PROMPT: Return the lines exactly as they stand, from the first of the material through the line containing "Domain::Itself => match".

DATASET CONTENT:
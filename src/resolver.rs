//! Modifier target resolution.
//!
//! Given a modifier and the item carrying it, computes the concrete set
//! of items it currently applies to. Resolution always runs against the
//! live composition; filters that depend on composition contents (domain,
//! group, skill requirement) therefore never need a stale snapshot.
//!
//! A malformed or unresolvable filter yields an empty target set and a
//! log entry. It is never an error to the caller: one bad modifier must
//! not take down the rest of its effect.

use crate::fit::FitView;
use crate::ident::{ItemId, SkillId};
use crate::item::{Item, Slot};
use crate::modifier::{Domain, Modifier, TgtFilter};
use log::warn;

/// Concrete domain a filtered modifier's domain enumerator denotes for
/// the given source item.
///
/// `Itself` is only meaningful on domain roots: a hull's "own domain" is
/// the ship, a character sheet's is the character. For any other item the
/// combination is malformed and resolves to `None`.
pub fn concrete_domain(src: &Item, domain: Domain) -> Option<Domain> {
    match domain {
        Domain::Ship => Some(Domain::Ship),
        Domain::Character => Some(Domain::Character),
        Domain::Itself => match src.slot {
            Slot::Ship => Some(Domain::Ship),
            Slot::Character => Some(Domain::Character),
            _ => None,
        },
        Domain::Other | Domain::Target => None,
    }
}

fn filtered_domain(view: &FitView<'_>, src: ItemId, domain: Domain) -> Option<Domain> {
    let item = view.item(src)?;
    match domain {
        // No projection support: target-domain filters match nothing.
        Domain::Target => None,
        Domain::Other => {
            warn!(
                "modifier on item {} uses a domain filter with the Other domain; \
                 skipping",
                src
            );
            None
        }
        _ => {
            let concrete = concrete_domain(item, domain);
            if concrete.is_none() {
                warn!(
                    "modifier on item {} uses the Itself domain but the item is \
                     not a domain root; skipping",
                    src
                );
            }
            concrete
        }
    }
}

fn owner_modifiable_targets(view: &FitView<'_>, skill: SkillId) -> Vec<ItemId> {
    view.items()
        .filter(|it| it.slot.owner_modifiable())
        .filter(|it| view.catalog.has_skill_requirement(it.type_id, skill))
        .map(|it| it.id)
        .collect()
}

/// Resolve the items a modifier carried by `src` currently applies to.
pub fn resolve_targets(view: &FitView<'_>, src: ItemId, modifier: &Modifier) -> Vec<ItemId> {
    match modifier.filter {
        TgtFilter::Item { domain } => match domain {
            Domain::Itself => vec![src],
            Domain::Ship => view.ship.into_iter().collect(),
            Domain::Character => view.character.into_iter().collect(),
            Domain::Other => view.companion_of(src).into_iter().collect(),
            Domain::Target => Vec::new(),
        },
        TgtFilter::Domain { domain } => match filtered_domain(view, src, domain) {
            Some(concrete) => view.domain_members(concrete).map(|it| it.id).collect(),
            None => Vec::new(),
        },
        TgtFilter::DomainGroup { domain, group } => {
            match filtered_domain(view, src, domain) {
                Some(concrete) => view
                    .domain_members(concrete)
                    .filter(|it| view.catalog.group(it.type_id) == Some(group))
                    .map(|it| it.id)
                    .collect(),
                None => Vec::new(),
            }
        }
        TgtFilter::DomainSkill { domain, skill } => {
            match filtered_domain(view, src, domain) {
                Some(concrete) => view
                    .domain_members(concrete)
                    .filter(|it| view.catalog.has_skill_requirement(it.type_id, skill))
                    .map(|it| it.id)
                    .collect(),
                None => Vec::new(),
            }
        }
        TgtFilter::OwnerSkill { domain, skill } => match domain {
            Domain::Ship => owner_modifiable_targets(view, skill),
            Domain::Target => Vec::new(),
            _ => {
                warn!(
                    "owner-skill modifier on item {} uses domain {:?}; only ship \
                     and target are valid, skipping",
                    src, domain
                );
                Vec::new()
            }
        },
    }
}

OUTPUT BELOW:
filename src/resolver.rs
//! Modifier target resolution.
//!
//! Given a modifier and the item carrying it, computes the concrete set
//! of items it currently applies to. Resolution always runs against the
//! live composition; filters that depend on composition contents (domain,
//! group, skill requirement) therefore never need a stale snapshot.
//!
//! A malformed or unresolvable filter yields an empty target set and a
//! log entry. It is never an error to the caller: one bad modifier must
//! not take down the rest of its effect.

use crate::fit::FitView;
use crate::ident::{ItemId, SkillId};
use crate::item::{Item, Slot};
use crate::modifier::{Domain, Modifier, TgtFilter};
use log::warn;

/// Concrete domain a filtered modifier's domain enumerator denotes for
/// the given source item.
///
/// `Itself` is only meaningful on domain roots: a hull's "own domain" is
/// the ship, a character sheet's is the character. For any other item the
/// combination is malformed and resolves to `None`.
pub fn concrete_domain(src: &Item, domain: Domain) -> Option<Domain> {
    match domain {
        Domain::Ship => Some(Domain::Ship),
        Domain::Character => Some(Domain::Character),
        Domain::Itself => match src.slot {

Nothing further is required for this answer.